The cache of leaked information spans much of the past 10 years, according to Reuters, and includes previously undisclosed details of UEFA’s investigation of Manchester City’s and Paris St-Germain’s financial affairs and the subsequent settlement terms. It is this information which personally involves Infantino who allegedly intervened at the time he was general-secretary of UEFA to help the two clubs avoid being hit with the heaviest sanctions for breaching financial fair play rules, including the possibility of being thrown out of Europe.

According to Der Spiegel’s report the clubs overvalued sponsorship deals to help meet FFP rules. When facing being rapped over the knuckles in 2014, it is alleged in the documents that Infantino helped arrange more lenient sanctions so that the pair could achieve “favourable” deals. City and PSG ultimately agreed settlements of €20 million each.

City said they would not comment “on out of context materials purportedly hacked or stolen” while a PSG statement said it “has always acted in full compliance with the laws and regulations enacted by sports institutions” and it “denies the allegations”.

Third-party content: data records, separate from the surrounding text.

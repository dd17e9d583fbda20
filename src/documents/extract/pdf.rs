//! PDF extraction: one unit per page with text.

use std::io::Write;
use std::path::Path;

use pdf_oxide::PdfDocument;

use super::ExtractError;
use crate::documents::content::ExtractedContent;

/// `pdf_oxide` opens from a path, so the bytes go through a temp file.
#[tracing::instrument(skip(bytes), fields(bytes = bytes.len()))]
pub fn extract_pdf(bytes: &[u8]) -> Result<ExtractedContent, ExtractError> {
    let mut temp_file = tempfile::NamedTempFile::new()?;
    temp_file.write_all(bytes)?;
    temp_file.flush()?;

    let pages = extract_pages(temp_file.path())?;
    tracing::info!(page_count = pages.len(), "PDF text extraction complete");

    Ok(ExtractedContent::paginated(pages))
}

/// Blank pages are skipped, so page ordinals stay contiguous. An unreadable
/// page fails the whole document.
fn extract_pages(path: &Path) -> Result<Vec<String>, ExtractError> {
    let mut doc = PdfDocument::open(path)
        .map_err(|e| ExtractError::Pdf(format!("failed to parse PDF: {e}")))?;

    let page_count = doc
        .page_count()
        .map_err(|e| ExtractError::Pdf(format!("failed to read page count: {e}")))?;

    let mut pages = Vec::with_capacity(page_count);
    for page_index in 0..page_count {
        let text = doc
            .extract_text(page_index)
            .map_err(|e| ExtractError::Pdf(format!("page {}: {e}", page_index + 1)))?;
        if text.trim().is_empty() {
            tracing::debug!(page_index, "Skipping blank PDF page");
            continue;
        }
        pages.push(normalize_page(&text));
    }

    Ok(pages)
}

/// Trim trailing whitespace per line and collapse runs of blank lines
fn normalize_page(text: &str) -> String {
    let mut out = String::with_capacity(text.len());
    let mut blank_run = 0;
    for line in text.lines().map(str::trim_end) {
        if line.is_empty() {
            blank_run += 1;
            if blank_run > 1 {
                continue;
            }
        } else {
            blank_run = 0;
        }
        out.push_str(line);
        out.push('\n');
    }
    out.trim().to_string()
}

#[cfg(test)]
mod tests {
    use super::*;
    use crate::documents::content::{DocumentShape, Unit};

    /// Single-font PDF with one content stream per page
    fn minimal_pdf(pages: &[&str]) -> Vec<u8> {
        let n = pages.len();
        let font_id = 3 + 2 * n;
        let mut objects = vec![
            "<< /Type /Catalog /Pages 2 0 R >>".to_string(),
            format!(
                "<< /Type /Pages /Kids [{}] /Count {} >>",
                (0..n).map(|i| format!("{} 0 R", 3 + i)).collect::<Vec<_>>().join(" "),
                n
            ),
        ];
        for i in 0..n {
            objects.push(format!(
                "<< /Type /Page /Parent 2 0 R /MediaBox [0 0 612 792] \
                 /Resources << /Font << /F1 {} 0 R >> >> /Contents {} 0 R >>",
                font_id,
                3 + n + i
            ));
        }
        for text in pages {
            let stream = if text.is_empty() {
                String::new()
            } else {
                format!("BT /F1 12 Tf 72 720 Td ({}) Tj ET", text)
            };
            objects.push(format!("<< /Length {} >>\nstream\n{}\nendstream", stream.len(), stream));
        }
        objects.push("<< /Type /Font /Subtype /Type1 /BaseFont /Helvetica >>".to_string());

        let mut out = b"%PDF-1.4\n".to_vec();
        let mut offsets = Vec::with_capacity(objects.len());
        for (i, body) in objects.iter().enumerate() {
            offsets.push(out.len());
            out.extend_from_slice(format!("{} 0 obj\n{}\nendobj\n", i + 1, body).as_bytes());
        }
        let xref_at = out.len();
        out.extend_from_slice(format!("xref\n0 {}\n0000000000 65535 f \n", objects.len() + 1).as_bytes());
        for offset in offsets {
            out.extend_from_slice(format!("{:010} 00000 n \n", offset).as_bytes());
        }
        out.extend_from_slice(
            format!(
                "trailer\n<< /Size {} /Root 1 0 R >>\nstartxref\n{}\n%%EOF\n",
                objects.len() + 1,
                xref_at
            )
            .as_bytes(),
        );
        out
    }

    fn page_units(content: &ExtractedContent) -> &[Unit] {
        match content {
            ExtractedContent::Linear { units, .. } => units,
            _ => panic!("Expected paginated content"),
        }
    }

    #[test]
    fn test_extract_pages_in_order() {
        let bytes = minimal_pdf(&["Alpha page", "Bravo page", "Charlie page"]);
        let content = extract_pdf(&bytes).unwrap();
        assert_eq!(content.shape(), DocumentShape::Paginated);
        assert_eq!(content.unit_count(), 3);

        let units = page_units(&content);
        assert!(units[0].text.contains("Alpha"));
        assert!(units[1].text.contains("Bravo"));
        assert!(units[2].text.contains("Charlie"));
        assert_eq!(units.iter().map(|u| u.ordinal).collect::<Vec<_>>(), vec![1, 2, 3]);
    }

    #[test]
    fn test_blank_page_keeps_ordinals_contiguous() {
        let bytes = minimal_pdf(&["Alpha page", "", "Charlie page"]);
        let content = extract_pdf(&bytes).unwrap();
        let units = page_units(&content);
        assert_eq!(units.len(), 2);
        assert_eq!(units[1].ordinal, 2);
        assert!(units[1].text.contains("Charlie"));
    }

    #[test]
    fn test_not_a_pdf() {
        let result = extract_pdf(b"plain text, not a PDF");
        assert!(matches!(result, Err(ExtractError::Pdf(_))));
    }

    #[test]
    fn test_normalize_page() {
        let text = "Title   \n\n\n\nBody line\t\n\n";
        assert_eq!(normalize_page(text), "Title\n\nBody line");
    }
}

FIFA, meanwhile,  hit out at the allegations that Infantino went behind the backs of his own auditing team, saying they amounted to a deliberate attempt “to undermine the new leadership of FIFA”

Questioning Der Spiegel’s version of events and labelling it a distortion of  the facts, a statement added: “Four weeks ago, a group of journalists sent several hundred questions to FIFA, based on private and internal e-mails and other information which had been accessed (illegally) by third parties.

“Despite the fact that we answered the questions posed to us in a straight-forward and honest manner, certain media decided to ignore most of our answers and to distort both the facts and the truth in a deliberate attempt to discredit FIFA.”

“It comes as no surprise that some of those who have been removed, replaced, or who are unhappy, continue to spread false rumours and innuendo about the new leadership. We are aware that there are people who, out of frustration, would like to undermine FIFA, for their own self-interested reasons.

It is, therefore, also a cause for regret that some media outlets occasionally lend support to such false claims, apparently without giving any thought or consideration to the very real and substantive changes that have been made at FIFA, since the old regime was swept away, under a cloud of shame.”